> Work to complete
Return the full listing, character for character.

[Task inputs Boundary: Start]

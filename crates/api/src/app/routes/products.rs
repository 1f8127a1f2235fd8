use std::sync::Arc;

use axum::{
    extract::{rejection::JsonRejection, Extension, Path},
    http::StatusCode,
    response::{IntoResponse, Response},
    routing::{get, post},
    Json, Router,
};

use storeroom_products::{Product, ProductFields, ProductId, ProductUpdate};

use crate::app::dto::{CreateProductRequest, UpdateProductRequest};
use crate::app::errors::{ApiError, ErrorBody};
use crate::app::services::AppServices;

/// Product routes, served with and without the trailing slash.
///
/// `/products/:key` is a category for GET and a product id for PUT/DELETE.
pub fn router() -> Router {
    Router::new()
        .route("/products/", post(create_product).get(list_products))
        .route("/products", post(create_product).get(list_products))
        .route(
            "/products/:key",
            get(list_products_by_category)
                .put(update_product)
                .delete(delete_product),
        )
}

/// Create a product
///
/// Create a new product with name, category (like 'fridge' or 'storage'), size and unit.
#[utoipa::path(
    post,
    path = "/products/",
    tag = "Products",
    request_body = ProductFields,
    responses(
        (status = 201, description = "Product created", body = Product),
        (status = 422, description = "Missing or mistyped field", body = ErrorBody),
    )
)]
pub async fn create_product(
    Extension(services): Extension<Arc<AppServices>>,
    body: Result<Json<CreateProductRequest>, JsonRejection>,
) -> Result<Response, ApiError> {
    let Json(body) = body?;

    let product = services.products().create(body).await?;
    tracing::info!(product_id = %product.id, category = %product.category(), "product created");

    Ok((StatusCode::CREATED, Json(product)).into_response())
}

/// List products
///
/// Returns a list with all products in database.
#[utoipa::path(
    get,
    path = "/products/",
    tag = "Products",
    responses((status = 200, description = "All products", body = [Product]))
)]
pub async fn list_products(
    Extension(services): Extension<Arc<AppServices>>,
) -> Result<Json<Vec<Product>>, ApiError> {
    Ok(Json(services.products().list().await?))
}

/// List products from category
///
/// Returns a list with all products from a specific category.
#[utoipa::path(
    get,
    path = "/products/{category}",
    tag = "Products",
    params(("category" = String, Path, description = "Exact category label")),
    responses((status = 200, description = "Products in the category, possibly none", body = [Product]))
)]
pub async fn list_products_by_category(
    Extension(services): Extension<Arc<AppServices>>,
    Path(category): Path<String>,
) -> Result<Json<Vec<Product>>, ApiError> {
    Ok(Json(services.products().list_by_category(&category).await?))
}

/// Update products
///
/// Updates data from specific product.
#[utoipa::path(
    put,
    path = "/products/{product_id}",
    tag = "Products",
    params(("product_id" = i64, Path, description = "Product id")),
    request_body = ProductUpdate,
    responses(
        (status = 200, description = "Product updated", body = Product),
        (status = 400, description = "Product id is not an integer", body = ErrorBody),
        (status = 404, description = "Product not found", body = ErrorBody),
        (status = 422, description = "Missing or mistyped field", body = ErrorBody),
    )
)]
pub async fn update_product(
    Extension(services): Extension<Arc<AppServices>>,
    Path(id): Path<String>,
    body: Result<Json<UpdateProductRequest>, JsonRejection>,
) -> Result<Json<Product>, ApiError> {
    let product_id: ProductId = id.parse()?;
    let Json(body) = body?;

    if let Some(body_id) = body.id.filter(|b| *b != product_id) {
        tracing::debug!(%product_id, %body_id, "ignoring mismatched id in update body");
    }

    let product = services
        .products()
        .update(product_id, body.into_fields())
        .await
        .inspect_err(|e| {
            if e.is_not_found() {
                tracing::debug!(%product_id, "update target not found");
            }
        })?;
    tracing::info!(%product_id, "product updated");

    Ok(Json(product))
}

/// Delete products
///
/// Deletes a specific product.
#[utoipa::path(
    delete,
    path = "/products/{product_id}",
    tag = "Products",
    params(("product_id" = i64, Path, description = "Product id")),
    responses(
        (status = 204, description = "Product deleted"),
        (status = 400, description = "Product id is not an integer", body = ErrorBody),
        (status = 404, description = "Product not found", body = ErrorBody),
    )
)]
pub async fn delete_product(
    Extension(services): Extension<Arc<AppServices>>,
    Path(id): Path<String>,
) -> Result<StatusCode, ApiError> {
    let product_id: ProductId = id.parse()?;

    services
        .products()
        .delete(product_id)
        .await
        .inspect_err(|e| {
            if e.is_not_found() {
                tracing::debug!(%product_id, "delete target not found");
            }
        })?;
    tracing::info!(%product_id, "product deleted");

    Ok(StatusCode::NO_CONTENT)
}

[Task inputs Boundary: End]

> Response to the task
filename crates/api/src/app/routes/products.rs
repository 1f8127a1f2235fd8
use std::sync::Arc;

use axum::{
    extract::{rejection::JsonRejection, Extension, Path},
    http::StatusCode,
    response::{IntoResponse, Response},
    routing::{get, post},
    Json, Router,
};

use storeroom_products::{Product, ProductFields, ProductId, ProductUpdate};

use crate::app::dto::{CreateProductRequest, UpdateProductRequest};
use crate::app::errors::{ApiError, ErrorBody};
use crate::app::services::AppServices;

/// Product routes, served with and without the trailing slash.
///
/// `/products/:key` is a category for GET and a product id for PUT/DELETE.
pub fn router() -> Router {
    Router::new()
        .route("/products/", post(create_product).get(list_products))
        .route("/products", post(create_product).get(list_products))
        .route(
            "/products/:key",
            get(list_products_by_category)
                .put(update_product)
                .delete(delete_product),
        )
}

/// Create a product
///
/// Create a new product with name, category (like 'fridge' or 'storage'), size and unit.
#[utoipa::path(
    post,
    path = "/products/",
    tag = "Products",
    request_body = ProductFields,
    responses(
        (status = 201, description = "Product created", body = Product),
        (status = 422, description = "Missing or mistyped field", body = ErrorBody),
    )
)]
pub async fn create_product(
    Extension(services): Extension<Arc<AppServices>>,
    body: Result<Json<CreateProductRequest>, JsonRejection>,
) -> Result<Response, ApiError> {
    let Json(body) = body?;

    let product = services.products().create(body).await?;
    tracing::info!(product_id = %product.id, category = %product.category(), "product created");

    Ok((StatusCode::CREATED, Json(product)).into_response())
}

/// List products
///
/// Returns a list with all products in database.
#[utoipa::path(
    get,
    path = "/products/",
    tag = "Products",
    responses((status = 200, description = "All products", body = [Product]))
)]
pub async fn list_products(
    Extension(services): Extension<Arc<AppServices>>,
) -> Result<Json<Vec<Product>>, ApiError> {
    Ok(Json(services.products().list().await?))
}

/// List products from category
///
/// Returns a list with all products from a specific category.
#[utoipa::path(
    get,
    path = "/products/{category}",
    tag = "Products",
    params(("category" = String, Path, description = "Exact category label")),
    responses((status = 200, description = "Products in the category, possibly none", body = [Product]))
)]
pub async fn list_products_by_category(
    Extension(services): Extension<Arc<AppServices>>,
    Path(category): Path<String>,
) -> Result<Json<Vec<Product>>, ApiError> {
    Ok(Json(services.products().list_by_category(&category).await?))
}

/// Update products
///
/// Updates data from specific product.
#[utoipa::path(
    put,
    path = "/products/{product_id}",
    tag = "Products",
    params(("product_id" = i64, Path, description = "Product id")),
    request_body = ProductUpdate,
    responses(
        (status = 200, description = "Product updated", body = Product),
        (status = 400, description = "Product id is not an integer", body = ErrorBody),
        (status = 404, description = "Product not found", body = ErrorBody),
        (status = 422, description = "Missing or mistyped field", body = ErrorBody),
    )
)]
pub async fn update_product(
    Extension(services): Extension<Arc<AppServices>>,
    Path(id): Path<String>,
    body: Result<Json<UpdateProductRequest>, JsonRejection>,
) -> Result<Json<Product>, ApiError> {
    let product_id: ProductId = id.parse()?;
    let Json(body) = body?;

    if let Some(body_id) = body.id.filter(|b| *b != product_id) {
        tracing::debug!(%product_id, %body_id, "ignoring mismatched id in update body");
    }

    let product = services
        .products()
        .update(product_id, body.into_fields())
        .await
        .inspect_err(|e| {
            if e.is_not_found() {
                tracing::debug!(%product_id, "update target not found");
            }
        })?;
    tracing::info!(%product_id, "product updated");

    Ok(Json(product))
}

/// Delete products
///
/// Deletes a specific product.
#[utoipa::path(
    delete,
    path = "/products/{product_id}",
    tag = "Products",
    params(("product_id" = i64, Path, description = "Product id")),
    responses(
        (status = 204, description = "Product deleted"),
        (status = 400, description = "Product id is not an integer", body = ErrorBody),
        (status = 404, description = "Product not found", body = ErrorBody),
    )
)]
pub async fn delete_product(
    Extension(services): Extension<Arc<AppServices>>,
    Path(id): Path<String>,
) -> Result<StatusCode, ApiError> {
    let product_id: ProductId = id.parse()?;

    services
        .products()
        .delete(product_id)
        .await
        .inspect_err(|e| {
            if e.is_not_found() {
                tracing::debug!(%product_id, "delete target not found");
            }
        })?;
    tracing::info!(%product_id, "product deleted");

    Ok(StatusCode::NO_CONTENT)
}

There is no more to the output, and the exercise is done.